2. The driving range is still too limited
Another issue which often comes up as a point of criticism for electric vehicles is the fact that their battery does not last long, after which they need to be plugged in for a very long time. Some context would be appropriate here. The time in which electric cars were out of charge after 150 kilometres is already behind us, thanks to the swiftly evolving battery technology. Whereas Tesla used to be the only manufacturer which could boast a 'decent' autonomy of 400 to 500 kilometres, nowadays mass manufacturers such as Nissan, Renault, and Volkswagen have also achieved the reassuring 300-kilometre mark. It is still a question of the proverbial storm in a teacup, however, given the fact that 90 per cent of Belgians do not often travel more than 80 kilometres a day. The charging process is nowadays also much more efficient than during the pioneer days of the electric car, but we will be getting back to that shortly.
3. The driving experience with electric cars is unsatisfactory
Whoever has had the 'luck' to have been for a drive in a Mitsubishi i-MiEV or a Peugeot iOn can testify: the first 'modern' EVs were a torture for car enthusiasts. It fortunately did not take long for the industry to reverse this trend. Roaring sports car enthusiasts will not be happy to hear it, but electric cars have other intrinsic qualities to win over the enthusiasts. As well as having a lower centre of gravity due to the low-lying batteries (which are often incorporated in the bottom plate), a car with an electric motor is many times more efficient than one with a traditional internal combustion engine. The maximum torque is available from the first revolution, whereby even the humblest electric car can exhibit sports car performance at the traffic lights.

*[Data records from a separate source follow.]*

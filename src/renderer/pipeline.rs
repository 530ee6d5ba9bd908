//! GPU side of the renderer: one alpha-blended triangle-list pipeline fed
//! from a vertex buffer that is rewritten every frame.
//!
//! The scene is built in world pixels (see `shapes`); this module owns the
//! mapping onto the surface and nothing else.

use super::vertex::Vertex;
use crate::sim::Viewport;

/// Smallest vertex buffer we allocate, in vertices
const MIN_VERTEX_CAPACITY: usize = 1024;

const VERTEX_SIZE: wgpu::BufferAddress = std::mem::size_of::<Vertex>() as wgpu::BufferAddress;

/// Map world pixels (origin top-left, y down) into NDC (-1..1, y up)
pub fn world_to_ndc(world: &Viewport, x: f32, y: f32) -> (f32, f32) {
    (x / world.width * 2.0 - 1.0, 1.0 - y / world.height * 2.0)
}

fn scene_to_ndc(world: &Viewport, vertices: &[Vertex]) -> Vec<Vertex> {
    vertices
        .iter()
        .map(|v| {
            let (x, y) = world_to_ndc(world, v.position[0], v.position[1]);
            Vertex::new(x, y, v.color)
        })
        .collect()
}

/// Capacity for a buffer that must hold `needed` vertices; never shrinks
fn grown_capacity(current: usize, needed: usize) -> usize {
    if needed <= current {
        current
    } else {
        needed.next_power_of_two().max(MIN_VERTEX_CAPACITY)
    }
}

fn sky(clear: [f32; 4]) -> wgpu::Color {
    wgpu::Color {
        r: clear[0] as f64,
        g: clear[1] as f64,
        b: clear[2] as f64,
        a: clear[3] as f64,
    }
}

/// Canvas surface, device and the scene pipeline
pub struct RenderState {
    surface: wgpu::Surface<'static>,
    device: wgpu::Device,
    queue: wgpu::Queue,
    config: wgpu::SurfaceConfiguration,
    pipeline: wgpu::RenderPipeline,
    scene_buffer: wgpu::Buffer,
    /// Vertices the scene buffer can hold
    capacity: usize,
    /// Game world (CSS pixels) stretched over the surface
    world: Viewport,
}

impl RenderState {
    pub async fn new(
        surface: wgpu::Surface<'static>,
        adapter: &wgpu::Adapter,
        width: u32,
        height: u32,
        world: Viewport,
    ) -> Result<Self, wgpu::RequestDeviceError> {
        let (device, queue) = adapter
            .request_device(&wgpu::DeviceDescriptor {
                label: Some("bike-sim device"),
                required_features: wgpu::Features::empty(),
                required_limits: wgpu::Limits::downlevel_webgl2_defaults(),
                memory_hints: Default::default(),
                trace: Default::default(),
                experimental_features: Default::default(),
            })
            .await?;

        let caps = surface.get_capabilities(adapter);
        // Colors in `vertex::colors` are authored for an sRGB target
        let format = caps
            .formats
            .iter()
            .copied()
            .find(|f| f.is_srgb())
            .unwrap_or(caps.formats[0]);
        let config = wgpu::SurfaceConfiguration {
            usage: wgpu::TextureUsages::RENDER_ATTACHMENT,
            format,
            width: width.max(1),
            height: height.max(1),
            present_mode: wgpu::PresentMode::AutoVsync,
            alpha_mode: caps.alpha_modes[0],
            view_formats: vec![],
            desired_maximum_frame_latency: 2,
        };
        surface.configure(&device, &config);

        let pipeline = Self::scene_pipeline(&device, format);
        let capacity = MIN_VERTEX_CAPACITY;
        let scene_buffer = Self::scene_buffer(&device, capacity);

        log::info!(
            "Renderer ready ({:?}, {}x{} px for a {}x{} world)",
            format,
            config.width,
            config.height,
            world.width,
            world.height
        );

        Ok(Self {
            surface,
            device,
            queue,
            config,
            pipeline,
            scene_buffer,
            capacity,
            world,
        })
    }

    fn scene_pipeline(device: &wgpu::Device, format: wgpu::TextureFormat) -> wgpu::RenderPipeline {
        let shader = device.create_shader_module(wgpu::ShaderModuleDescriptor {
            label: Some("scene shader"),
            source: wgpu::ShaderSource::Wgsl(include_str!("shader.wgsl").into()),
        });
        let layout = device.create_pipeline_layout(&wgpu::PipelineLayoutDescriptor {
            label: Some("scene layout"),
            bind_group_layouts: &[],
            immediate_size: 0,
        });

        // Road layers cross-fade and headlights glow, hence alpha blending;
        // draw order is back to front so no depth buffer
        device.create_render_pipeline(&wgpu::RenderPipelineDescriptor {
            label: Some("scene pipeline"),
            layout: Some(&layout),
            vertex: wgpu::VertexState {
                module: &shader,
                entry_point: Some("vs_main"),
                buffers: &[Vertex::desc()],
                compilation_options: Default::default(),
            },
            fragment: Some(wgpu::FragmentState {
                module: &shader,
                entry_point: Some("fs_main"),
                targets: &[Some(wgpu::ColorTargetState {
                    format,
                    blend: Some(wgpu::BlendState::ALPHA_BLENDING),
                    write_mask: wgpu::ColorWrites::ALL,
                })],
                compilation_options: Default::default(),
            }),
            primitive: wgpu::PrimitiveState {
                topology: wgpu::PrimitiveTopology::TriangleList,
                cull_mode: None,
                ..Default::default()
            },
            depth_stencil: None,
            multisample: wgpu::MultisampleState::default(),
            multiview_mask: None,
            cache: None,
        })
    }

    fn scene_buffer(device: &wgpu::Device, capacity: usize) -> wgpu::Buffer {
        device.create_buffer(&wgpu::BufferDescriptor {
            label: Some("scene vertices"),
            size: capacity as wgpu::BufferAddress * VERTEX_SIZE,
            usage: wgpu::BufferUsages::VERTEX | wgpu::BufferUsages::COPY_DST,
            mapped_at_creation: false,
        })
    }

    /// Surface size in physical pixels
    pub fn size(&self) -> (u32, u32) {
        (self.config.width, self.config.height)
    }

    /// New canvas size and world; a zero-sized canvas keeps the old surface
    pub fn resize(&mut self, width: u32, height: u32, world: Viewport) {
        self.world = world;
        if width == 0 || height == 0 {
            return;
        }
        self.config.width = width;
        self.config.height = height;
        self.surface.configure(&self.device, &self.config);
    }

    /// Copy the frame's vertices to the GPU, growing the buffer if needed
    fn upload(&mut self, vertices: &[Vertex]) {
        let capacity = grown_capacity(self.capacity, vertices.len());
        if capacity != self.capacity {
            log::debug!("Scene buffer {} -> {} vertices", self.capacity, capacity);
            self.scene_buffer = Self::scene_buffer(&self.device, capacity);
            self.capacity = capacity;
        }
        if !vertices.is_empty() {
            self.queue
                .write_buffer(&self.scene_buffer, 0, bytemuck::cast_slice(vertices));
        }
    }

    /// Draw one frame over a `clear` sky
    pub fn render(&mut self, vertices: &[Vertex], clear: [f32; 4]) -> Result<(), wgpu::SurfaceError> {
        let ndc = scene_to_ndc(&self.world, vertices);
        self.upload(&ndc);

        let frame = self.surface.get_current_texture()?;
        let view = frame.texture.create_view(&wgpu::TextureViewDescriptor::default());
        let mut encoder = self
            .device
            .create_command_encoder(&wgpu::CommandEncoderDescriptor {
                label: Some("frame encoder"),
            });

        {
            let mut pass = encoder.begin_render_pass(&wgpu::RenderPassDescriptor {
                label: Some("scene pass"),
                color_attachments: &[Some(wgpu::RenderPassColorAttachment {
                    view: &view,
                    resolve_target: None,
                    ops: wgpu::Operations {
                        load: wgpu::LoadOp::Clear(sky(clear)),
                        store: wgpu::StoreOp::Store,
                    },
                    depth_slice: None,
                })],
                depth_stencil_attachment: None,
                timestamp_writes: None,
                occlusion_query_set: None,
                multiview_mask: None,
            });

            if !ndc.is_empty() {
                let bytes = ndc.len() as wgpu::BufferAddress * VERTEX_SIZE;
                pass.set_pipeline(&self.pipeline);
                pass.set_vertex_buffer(0, self.scene_buffer.slice(..bytes));
                pass.draw(0..ndc.len() as u32, 0..1);
            }
        }

        self.queue.submit(std::iter::once(encoder.finish()));
        frame.present();
        Ok(())
    }
}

Thus, a BMW i3 can easily compete with a Porsche, while a Tesla can make even the fastest Lamborghinis or Ferraris bite the dust...
4. EVs are 'false' polluters
Since car manufacturers have turned en masse to electric cars for a solution after the ‘dieselgate’ scandal, an opposite movement has emerged which questions the environmental benefits of electric driving again. How about the environmental cost of producing batteries? How about the exponential increase in demand for lithium and cobalt, raw materials which moreover are often mined in appalling circumstances? Many organizations are still examining the matter in minute detail, but in the meantime the general consensus is that an electric car is less damaging to the environment 'from well to wheel' than a typical diesel vehicle.

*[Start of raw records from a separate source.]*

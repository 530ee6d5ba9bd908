//! Vertex types for 2D rendering

use bytemuck::{Pod, Zeroable};

/// Simple 2D vertex with position and color
#[repr(C)]
#[derive(Copy, Clone, Debug, PartialEq, Pod, Zeroable)]
pub struct Vertex {
    pub position: [f32; 2],
    pub color: [f32; 4],
}

impl Vertex {
    pub const fn new(x: f32, y: f32, color: [f32; 4]) -> Self {
        Self {
            position: [x, y],
            color,
        }
    }

    pub fn desc() -> wgpu::VertexBufferLayout<'static> {
        wgpu::VertexBufferLayout {
            array_stride: std::mem::size_of::<Vertex>() as wgpu::BufferAddress,
            step_mode: wgpu::VertexStepMode::Vertex,
            attributes: &[
                wgpu::VertexAttribute {
                    offset: 0,
                    shader_location: 0,
                    format: wgpu::VertexFormat::Float32x2,
                },
                wgpu::VertexAttribute {
                    offset: std::mem::size_of::<[f32; 2]>() as wgpu::BufferAddress,
                    shader_location: 1,
                    format: wgpu::VertexFormat::Float32x4,
                },
            ],
        }
    }
}

/// Colors for scene elements (before ambient light)
pub mod colors {
    pub const ROAD_DAY: [f32; 4] = [0.42, 0.44, 0.46, 1.0];
    pub const ROAD_NIGHT: [f32; 4] = [0.16, 0.17, 0.24, 1.0];
    pub const VERGE_DAY: [f32; 4] = [0.35, 0.62, 0.3, 1.0];
    pub const VERGE_NIGHT: [f32; 4] = [0.1, 0.22, 0.16, 1.0];
    pub const LANE_MARK: [f32; 4] = [0.95, 0.95, 0.85, 1.0];
    pub const BIKE_DAY: [f32; 4] = [0.15, 0.45, 0.9, 1.0];
    pub const BIKE_NIGHT: [f32; 4] = [0.55, 0.85, 1.0, 1.0];
    pub const RIDER: [f32; 4] = [0.95, 0.8, 0.6, 1.0];
    pub const CAR: [f32; 4] = [0.85, 0.2, 0.2, 1.0];
    pub const CAR_WINDOW: [f32; 4] = [0.6, 0.8, 0.95, 1.0];
    pub const HURDLE: [f32; 4] = [0.95, 0.6, 0.1, 1.0];
    pub const HURDLE_STRIPE: [f32; 4] = [0.98, 0.98, 0.98, 1.0];
    pub const HEADLIGHT: [f32; 4] = [1.0, 0.95, 0.7, 0.35];
    pub const SKY_DAY: [f32; 4] = [0.53, 0.75, 0.92, 1.0];
    pub const SKY_NIGHT: [f32; 4] = [0.03, 0.03, 0.1, 1.0];
}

A lot nevertheless depends on the manner in which the electricity is generated. Poland makes extensive use of coal and has the 'dirtiest' power generation mix in Europe with about 650 grams of CO2 per kWh. But even there, emissions of CO2 for electric vehicles, considering their whole life cycle, are about 25% less than for diesel vehicles. The cleaner the power generation mix, the bigger the difference. In Sweden, where energy is often renewable, an electric car is 85 (!) times cleaner than a diesel car.

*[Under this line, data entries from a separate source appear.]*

//! Single-select picker adapter.

use formkit_core::{ChangeEvent, FieldValue, ValidationPolicy};

use crate::error::{Result, SessionError};
use crate::{Dropdown, SelectOption};

/// A dropdown picker holding exactly one of its options.
///
/// # Examples
///
/// ```
/// use formkit_core::ValidationPolicy;
/// use formkit_widgets::{Select, SelectOption};
///
/// let mut runtime = Select::new(
///     "spec.runtime",
///     "Runtime:",
///     vec![SelectOption::new("Go", "golang"), SelectOption::new("Java", "java")],
///     ValidationPolicy::optional(),
///     Some("golang".into()),
/// );
/// assert_eq!(runtime.selected_label(), Some("Go"));
///
/// let event = runtime.select("java").unwrap();
/// assert_eq!(event.value.as_text(), Some("java"));
/// assert_eq!(runtime.selected_label(), Some("Java"));
/// ```
#[derive(Debug, Clone, PartialEq, Eq)]
pub struct Select {
    name: String,
    label: String,
    policy: ValidationPolicy,
    selected: Option<String>,
    dropdown: Dropdown<SelectOption>,
}

impl Select {
    /// Creates a picker with `default` selected.
    pub fn new(
        name: impl Into<String>,
        label: impl Into<String>,
        options: Vec<SelectOption>,
        policy: ValidationPolicy,
        default: Option<String>,
    ) -> Self {
        Self {
            name: name.into(),
            label: label.into(),
            policy,
            selected: default,
            dropdown: Dropdown::new(options),
        }
    }

    /// Field this picker reports to.
    pub fn name(&self) -> &str {
        &self.name
    }

    /// Caption shown above the picker.
    pub fn label(&self) -> &str {
        &self.label
    }

    /// Offered options.
    pub fn options(&self) -> &[SelectOption] {
        self.dropdown.items()
    }

    /// Currently selected value.
    pub fn selected(&self) -> Option<&str> {
        self.selected.as_deref()
    }

    /// Label of the selected option, shown in the closed picker.
    pub fn selected_label(&self) -> Option<&str> {
        let selected = self.selected.as_deref()?;
        self.options()
            .iter()
            .find(|option| option.value == selected)
            .map(|option| option.label.as_str())
    }

    /// The option list.
    pub fn dropdown(&mut self) -> &mut Dropdown<SelectOption> {
        &mut self.dropdown
    }

    /// Selects the option whose value is `value`, closing the list.
    ///
    /// # Errors
    ///
    /// Returns [`SessionError::UnknownOption`] if no option has that value.
    pub fn select(&mut self, value: &str) -> Result<ChangeEvent> {
        if !self.options().iter().any(|option| option.value == value) {
            return Err(SessionError::UnknownOption {
                field: self.name.clone(),
                value: value.to_string(),
            });
        }
        self.dropdown.close();
        self.selected = Some(value.to_string());
        Ok(self.event())
    }

    /// Selects the `index`-th visible option of the open list.
    ///
    /// Returns `None` when the list is closed or the index is out of range.
    pub fn choose(&mut self, index: usize) -> Option<ChangeEvent> {
        let value = self.dropdown.choose(index)?.value.clone();
        self.selected = Some(value);
        Some(self.event())
    }

    pub(crate) fn sync(&mut self, value: &FieldValue) {
        self.selected = value.as_text().map(String::from);
    }

    fn event(&self) -> ChangeEvent {
        let value = self
            .selected
            .clone()
            .map_or(FieldValue::Absent, FieldValue::Text);
        ChangeEvent::validated(self.name.clone(), &self.policy, value)
    }
}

5. Electric cars are anything but practical
We have already cited this above: it is more trouble to charge your electric vehicle than you would like. The investments in charging infrastructure have fortunately already made sure that there is always a charging station close by, but this sort of battery, unlike a fuel tank, will not be full in a matter of minutes. A number of car manufacturers have recently joined forces to create a European network of fast chargers, but even with a fast charger it will take you 20-30 minutes to hit the road again (compare this to charging through a normal power socket which takes almost the whole night). While we wait for inductive charging methods, the breakthrough of the revolutionary 'solid state' batteries, or - perhaps in a more distant future - fuel cell vehicles, good planning is key!